During the third quarter, the Company implemented several cost savings measures
aimed at reducing its cash usage rate, including a reduction in personnel and a
change in independent accountants. The Company's expectations as to its cash
flows, and as to future cash balances, are subject to a number of assumptions,
including assumptions regarding anticipated revenues, customer purchasing and
payment patterns, and improvements in general economic conditions, many of which
are beyond the Company's control. If revenues do not match projections or if
losses exceed the Company's expectations, the Company will implement additional
cost saving initiatives in order to preserve cash. If the Company experiences a
continued decrease in demand for it's products from the level experienced during
fiscal year 2002, then it would need to reduce expenditures to a greater degree
than anticipated, or raise additional funds if possible.

The Company operates in a highly competitive market characterized by rapidly
changing technology, together with competitors and distributors that have
significantly greater financial resources than the Company. The Company intends
to incur significant expenses to develop and promote new products as well as to
support existing product sales. Failure to generate sufficient revenues from new
and existing products, or reduce discretionary expenditures would have a
material adverse effect on the Company's ability to achieve its intended
business objectives.

Factors Affecting Future Operating Results

The development and marketing of products requires significant amounts of
capital.

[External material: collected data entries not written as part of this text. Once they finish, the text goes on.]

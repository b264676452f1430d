/// Stable item identifier (unique within a dataset).
/// Example: `CHEMBL25`, `mol_000183`
pub type ItemId = String;
/// Opaque grouping key supplied by a grouping provider.
/// Example: `c1ccc2ccccc2c1` (a Murcko scaffold SMILES)
pub type GroupKey = String;
/// Per-task label value; `None` marks a missing measurement.
/// Example: `Some(1.0)`, `Some(-0.42)`, `None`
pub type Label = Option<f64>;
/// Index of an item within its dataset.
pub type ItemIndex = usize;
/// Index of a task (label column) within a dataset.
pub type TaskIndex = usize;
/// Name used for a bucket in summaries and exported assignments.
/// Examples: `train`, `valid`, `test`, `discard`
pub type BucketName = &'static str;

A decline in future orders and revenues might require the Company to
seek additional capital to meet it's working capital needs during or beyond the
next twelve months if we are unable to reduce expenses to the degree necessary
to avoid incurring losses. If the Company needs additional capital resources, it
may be required to sell additional equity or debt securities, secure additional
lines of credit or obtain other third party financing. The timing and amount of
such capital requirements cannot be determined at this time and will depend on a
number of factors, including demand for our existing and new products and
changes in technology in the networking industry. There can be no assurance that
additional financing will be available on satisfactory terms when needed, if at
all. Failure to raise such additional financing, if needed, may result in
Company's inability to achieve our long-term business objectives. To the extent
that additional capital is raised through the sale of additional equity or
convertible debt securities, the issuance of these securities would result in
additional dilution to the Company's shareholders.

The Company operates in a rapidly changing industry, which is characterized by
intense competition from both established companies and start-up companies. The
market for the Company's products is extremely competitive both as to price and
capabilities. The Company's success depends in part on its ability to enhance
existing products and introduce new technology products. This requires the
Company to accurately predict future technology trends and preferences. The
Company must also bring its products to market at competitive price levels.

16


Unexpected changes in technological standards, customer demand and pricing of
competitive products could adversely affect the Company's operating results if
the Company is unable to respond effectively and timely to such changes.

The industry is also dependent to a large extent on proprietary intellectual
property rights. From time to time the Company is subject to legal proceedings
and claims in the ordinary course of business, including claims of alleged
infringement of patents, trademarks and other intellectual property rights.
Consequently, from time to time, the Company will be required to prosecute or
defend against alleged infringements of such rights.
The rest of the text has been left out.